Gerrit Jan Hofker aan Willem Witsen en Elizabeth Witsen-van Vloten
Plaats: IJmuiden |
Datum: 2 maart [1898] |
Verblijfplaats: KB 75 C 51 |
[1:1]
IJmuiden 2 Maart
Beste Betsy en Wim, zijt ge waarlijk niet boos, dat ik zoo op anderen steun? Ge weet niet hoe aangenaam mij dit is geweest. Gij vindt 't ook aangenaam, is 't niet? Zeg ja, en ik ben er tevredener om. Wat prettig dat M. er geen zwaar hoofd om heeft gehad. Ze heeft een spaarpotje voor Juni en dat wilde ik haar intact laten behouden. Wel hartelijk bedankt. Ik zal nu goed oppassen in letterlijken zin op mijn tellen, want kinderachtig vind ik 't wel voor zoo'n ouden baas. Maar nu verwacht ik binnen heel gauw een brief voor ons beiden, hoe 't nu in E. gesteld is. Hein schrijft: heel goed en beterende. Hij schijnt erg ingenomen te zijn met een aquarel van Wim, dat op zijn kamer staat. Hij kijkt er veel naar en vindt 't een werk van sterke gevoeligheid zonder vooropgezet idee. Is 't zoo heel onmogelijk, dat Betsy hier ook eens komt? Maar 't schijnt onmogelijk. In elk geval krijg ik wel binnenkort een brief van jullie. Ik vond 't zoo prettig B.'s schrift weer
[1:2]
eens te zien. Hoe zonderling is 't leven onder de menschen toch. Daar zit ik nu al anderhalf jaar aan 't strand en nooit komt er een post binnen of ik denk aan Ede. Ik doe onbillijk minder dikwijls naar brieven uit A. van Hein te verlangen, maar 't is zoo.

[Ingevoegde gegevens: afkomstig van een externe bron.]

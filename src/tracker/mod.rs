mod enrich;
mod github;
mod jira;

pub use enrich::Enricher;
pub use github::GitHubTracker;
pub use jira::JiraTracker;

use crate::config::Config;
use crate::error::TrackerError;
use async_trait::async_trait;
use serde::{Deserialize, Serialize};
use std::sync::Arc;
use tracing::{info, warn};

/// Which pair of task fields a tracker fills in
#[derive(Debug, Clone, Copy, PartialEq, Eq)]
pub enum TrackerKind {
    Jira,
    GitHub,
}

impl TrackerKind {
    pub fn as_str(&self) -> &'static str {
        match self {
            TrackerKind::Jira => "jira",
            TrackerKind::GitHub => "github",
        }
    }
}

impl std::fmt::Display for TrackerKind {
    fn fmt(&self, f: &mut std::fmt::Formatter<'_>) -> std::fmt::Result {
        f.write_str(self.as_str())
    }
}

/// Identifier and browser link of a created issue
#[derive(Debug, Clone, PartialEq, Eq, Deserialize, Serialize)]
pub struct IssueRef {
    pub id: String,
    pub url: String,
}

#[async_trait]
pub trait IssueTracker: Send + Sync {
    fn kind(&self) -> TrackerKind;

    async fn create_issue(&self, title: &str, body: &str) -> Result<IssueRef, TrackerError>;
}

/// Build every tracker whose configuration is complete.
/// Incomplete ones are left out, so their task fields stay empty.
pub fn create_trackers(config: &Config) -> Vec<Arc<dyn IssueTracker>> {
    let mut trackers: Vec<Arc<dyn IssueTracker>> = Vec::new();

    if config.jira.enabled {
        match JiraTracker::from_config(&config.jira) {
            Some(jira) => {
                info!("Jira issue creation enabled for project {}", jira.project_key());
                trackers.push(Arc::new(jira));
            }
            None => warn!("Jira not configured (JIRA_SERVER/JIRA_EMAIL/JIRA_API_TOKEN/JIRA_PROJECT_KEY); skipping"),
        }
    }

    if config.github.enabled {
        match GitHubTracker::from_config(&config.github) {
            Some(github) => {
                info!("GitHub issue creation enabled for {}", github.repo());
                trackers.push(Arc::new(github));
            }
            None => warn!("GitHub not configured (GITHUB_TOKEN/GITHUB_REPO); skipping"),
        }
    }

    trackers
}
//! Bounded retries for model calls
//!
//! Only errors the caller marks as retryable are tried again. Anything else,
//! such as a missing key or a rejected request, is returned on the first
//! attempt.

use crate::config::RetryConfig;
use std::future::Future;
use std::time::Duration;
use tokio::time::sleep;
use tracing::{debug, warn};

/// Delays between attempts: doubling from the base, plus up to one base of jitter
struct Backoff {
    next_ms: u64,
    jitter_ms: u64,
}

impl Backoff {
    fn new(base_ms: u64) -> Self {
        Self {
            next_ms: base_ms,
            jitter_ms: base_ms.max(1),
        }
    }

    fn next_delay(&mut self) -> Duration {
        let delay = self.next_ms + rand::random::<u64>() % self.jitter_ms;
        self.next_ms = self.next_ms.saturating_mul(2);
        Duration::from_millis(delay)
    }
}

/// Run `operation` up to `config.max_attempts` times (at least once),
/// retrying only while `retryable` accepts the error.
pub async fn retry_with_backoff<F, Fut, T, E, P>(
    config: &RetryConfig,
    retryable: P,
    mut operation: F,
) -> Result<T, E>
where
    F: FnMut() -> Fut,
    Fut: Future<Output = Result<T, E>>,
    E: std::fmt::Display,
    P: Fn(&E) -> bool,
{
    let max_attempts = config.max_attempts.max(1);
    let mut backoff = Backoff::new(config.backoff_base_ms);
    let mut attempt = 1;

    loop {
        let err = match operation().await {
            Ok(value) => return Ok(value),
            Err(err) => err,
        };

        if !retryable(&err) {
            debug!("Attempt {} failed permanently: {}", attempt, err);
            return Err(err);
        }
        if attempt >= max_attempts {
            warn!("Giving up after {} attempts: {}", attempt, err);
            return Err(err);
        }

        let delay = backoff.next_delay();
        warn!("Attempt {} failed: {}. Retrying in {:?}", attempt, err, delay);
        sleep(delay).await;
        attempt += 1;
    }
}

Ik lig dikwijls uren lang tusschen 4 en 7 's morgens op kantoor stil en denk dan dikwijls aan E. Ik denk dan dat ik er veel meer had kunnen komen, jaren geleden, maar dat denkt men altijd van dingen uit 't verleden, dat men er meer had moeten zijn en zulke dingen. Ik denk wel eens aan den avond toen ik het wiegje naar boven bracht. Ik heb altijd gewacht iets voor B. te mogen doen en dit, zooals zij wilde dàt ik 't deed. Maar de gelegenheden schijnen weinige te zijn geweest. Alleen tòen en een morgen in A., toen ik haar van den trein haalde. Ik ben nu niet verdrietig of morrend omdat ik aan 't strand zit - want M. is hier en 't loopt met haar net als ik gedacht heb - ze wordt heel gelukkig - maar gedachten en verlangens en terugblik heeft een mensch altijd en misschien wel 't ergste een kantoormensch, omdat die zoo vaak is in omstandigheden, die heelemaal buiten hem om zijn aangebracht.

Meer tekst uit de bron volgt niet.